Agreed, the error is not indicative of the root cause and makes it difficult to track down as a result.  I have seen lots of these "erroneous" messages in many applications and operating systems over the years. Often it is because there was error handler code with "traps" that caught and handled a wide assortment of possible errors but without handling each error specifically enough. Another issue can be the error code reporting the symptom rather than the cause. Error codes like these can contain verbiage that is so general or flat out incorrect that although the error handling is able to perform properly and catch many possible errors and prevent a full crash of the application, it doesn't do much to point you to the root cause. For example, HX Edit or the Helix may have run out of memory handling the 1k file in this case but that does not tell you what caused the problem.
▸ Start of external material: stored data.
//! Batch assembly error types.

use thiserror::Error;

/// Result type for batch assembly operations.
pub type Result<T> = std::result::Result<T, Error>;

/// Fatal batch assembly errors; callers are expected to stop the run.
#[derive(Error, Debug)]
pub enum Error {
    /// TensorType value outside {dense, sparse}.
    #[error("tensor type can only be dense or sparse, got {0:?}")]
    UnsupportedTensorType(String),

    /// Empty input tensor collection with AllowEmpty disabled.
    #[error("could not locate non-empty tensor data for producer {0:?}")]
    MissingData(String),

    /// Requested channel index exceeds the available object count.
    #[error("requested max channel {max_channel} exceeds available channels {available}")]
    ChannelOutOfRange { max_channel: usize, available: usize },

    /// Rows/cols changed relative to the established shape.
    #[error("tensor shape changed: (row,col) {expected:?} => {found:?}")]
    ShapeDrift {
        expected: (usize, usize),
        found: (usize, usize),
    },

    /// Buffer shape change beyond the leading dimension.
    #[error("batch dimensions changed: {expected:?} => {found:?}")]
    DimMismatch {
        expected: Vec<usize>,
        found: Vec<usize>,
    },

    /// Dense path invoked for a dimensionality other than 2.
    #[error("dense tensor filling only available in 2D, got {0}D")]
    UnsupportedDimension(u32),

    /// Voxel id outside the event's flat record.
    #[error("voxel id {id} out of range for entry of {len} elements")]
    VoxelOutOfRange { id: u64, len: usize },

    /// Entry written past the configured batch size.
    #[error("batch buffer full: {0} entries already written")]
    BatchFull(usize),

    /// Entry record length does not match the buffer shape.
    #[error("entry size mismatch: expected {expected}, got {actual}")]
    EntrySizeMismatch { expected: usize, actual: usize },

    /// Channels option present but empty.
    #[error("configured channel list is empty")]
    EmptyChannels,

    /// Filler name not present in the registry.
    #[error("unknown filler type {0:?}")]
    UnknownFiller(String),

    /// Storage error while materializing an event.
    #[error("storage error: {0}")]
    Store(#[from] evtensor_io::Error),
}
That message may also lead the user to think the memory on their PC was inadequate rather than it being an issue potentially with a file that impacted HX Edit's or Helix's memory space.

 

My favorite error codes are as specific as possible regarding the error's cause and better yet issue a message with advice on how to address it. More explicit instructions can be misleading too however if all of the possible causes and fixes are not captured. Another virtue of extremely specific error handling is that it can launch a subroutine that can potentially handle the exception and still complete the bulk of the operation successfully while simultaneously informing the user of what needs to be remedied. My experience has been that error handling can be something that matures over time in a product that continues to receive periodic updates.